(Saved data entries)
::::::::::

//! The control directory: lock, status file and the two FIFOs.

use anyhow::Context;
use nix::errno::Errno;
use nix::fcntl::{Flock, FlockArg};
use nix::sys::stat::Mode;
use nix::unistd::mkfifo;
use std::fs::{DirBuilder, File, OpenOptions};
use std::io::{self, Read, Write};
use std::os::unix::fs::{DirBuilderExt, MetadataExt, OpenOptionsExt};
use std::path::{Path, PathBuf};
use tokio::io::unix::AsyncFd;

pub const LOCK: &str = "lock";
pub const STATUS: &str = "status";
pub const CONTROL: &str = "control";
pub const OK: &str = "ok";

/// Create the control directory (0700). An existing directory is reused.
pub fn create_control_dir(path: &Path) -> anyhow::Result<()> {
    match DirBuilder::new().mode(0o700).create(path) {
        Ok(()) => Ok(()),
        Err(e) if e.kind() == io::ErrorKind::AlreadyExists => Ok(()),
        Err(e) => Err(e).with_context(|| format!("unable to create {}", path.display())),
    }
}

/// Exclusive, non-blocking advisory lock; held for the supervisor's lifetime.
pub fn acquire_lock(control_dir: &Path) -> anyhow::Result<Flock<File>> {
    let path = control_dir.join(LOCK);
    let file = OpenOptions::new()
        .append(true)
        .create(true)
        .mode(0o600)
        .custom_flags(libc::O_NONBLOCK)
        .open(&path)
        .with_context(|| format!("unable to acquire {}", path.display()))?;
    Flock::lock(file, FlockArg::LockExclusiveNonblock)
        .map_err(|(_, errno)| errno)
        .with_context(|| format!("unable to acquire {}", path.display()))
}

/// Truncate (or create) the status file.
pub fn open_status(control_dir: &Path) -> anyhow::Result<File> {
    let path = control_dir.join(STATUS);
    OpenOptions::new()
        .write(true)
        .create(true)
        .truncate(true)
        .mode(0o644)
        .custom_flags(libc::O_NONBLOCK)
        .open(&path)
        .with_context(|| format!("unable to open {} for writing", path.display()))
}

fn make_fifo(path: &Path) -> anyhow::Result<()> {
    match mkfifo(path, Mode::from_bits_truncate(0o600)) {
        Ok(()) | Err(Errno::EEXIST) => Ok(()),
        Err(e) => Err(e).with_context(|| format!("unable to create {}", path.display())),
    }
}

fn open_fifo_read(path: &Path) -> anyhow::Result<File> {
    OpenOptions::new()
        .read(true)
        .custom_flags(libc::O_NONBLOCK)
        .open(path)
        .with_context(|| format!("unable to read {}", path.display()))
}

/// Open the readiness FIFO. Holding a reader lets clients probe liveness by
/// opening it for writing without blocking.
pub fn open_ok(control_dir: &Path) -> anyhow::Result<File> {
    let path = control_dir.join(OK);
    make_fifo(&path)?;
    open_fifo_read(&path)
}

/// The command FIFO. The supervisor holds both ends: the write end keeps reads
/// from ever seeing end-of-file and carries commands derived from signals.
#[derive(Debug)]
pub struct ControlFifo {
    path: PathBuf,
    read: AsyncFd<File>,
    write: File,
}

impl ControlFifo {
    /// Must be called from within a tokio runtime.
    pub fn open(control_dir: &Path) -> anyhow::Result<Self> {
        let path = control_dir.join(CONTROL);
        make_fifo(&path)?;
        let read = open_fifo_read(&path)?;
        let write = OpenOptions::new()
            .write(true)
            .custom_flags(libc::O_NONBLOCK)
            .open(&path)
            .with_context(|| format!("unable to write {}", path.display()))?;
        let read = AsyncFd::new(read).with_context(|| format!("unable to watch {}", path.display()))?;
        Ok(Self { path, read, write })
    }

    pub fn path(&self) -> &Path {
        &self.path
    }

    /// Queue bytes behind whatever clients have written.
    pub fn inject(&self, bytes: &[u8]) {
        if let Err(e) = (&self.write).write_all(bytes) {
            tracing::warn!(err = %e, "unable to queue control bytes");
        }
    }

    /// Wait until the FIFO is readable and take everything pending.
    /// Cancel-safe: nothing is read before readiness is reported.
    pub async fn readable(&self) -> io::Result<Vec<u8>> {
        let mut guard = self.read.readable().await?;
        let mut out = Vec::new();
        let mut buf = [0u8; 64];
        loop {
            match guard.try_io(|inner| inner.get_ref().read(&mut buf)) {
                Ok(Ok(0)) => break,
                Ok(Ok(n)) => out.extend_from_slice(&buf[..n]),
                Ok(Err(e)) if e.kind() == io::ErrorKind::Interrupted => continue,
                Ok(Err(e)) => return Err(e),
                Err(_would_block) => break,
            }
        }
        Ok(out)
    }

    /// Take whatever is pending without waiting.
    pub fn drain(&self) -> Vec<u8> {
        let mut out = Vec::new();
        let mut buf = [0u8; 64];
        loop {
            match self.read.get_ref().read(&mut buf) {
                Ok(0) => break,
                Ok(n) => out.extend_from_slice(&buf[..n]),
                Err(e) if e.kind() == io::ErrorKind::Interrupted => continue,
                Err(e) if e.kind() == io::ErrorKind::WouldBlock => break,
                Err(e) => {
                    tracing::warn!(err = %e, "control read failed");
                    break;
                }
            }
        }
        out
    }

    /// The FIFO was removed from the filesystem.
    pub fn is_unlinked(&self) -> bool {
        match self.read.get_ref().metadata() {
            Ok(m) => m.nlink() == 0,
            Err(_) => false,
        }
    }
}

::::::::::

**PROBLEM STATEMENT**
Select every line in the records above that contains the word "true".

**RESPONSE AREA**
        .append(true)
        .create(true)
        .write(true)
        .create(true)
        .truncate(true)
        .read(true)
            .write(true)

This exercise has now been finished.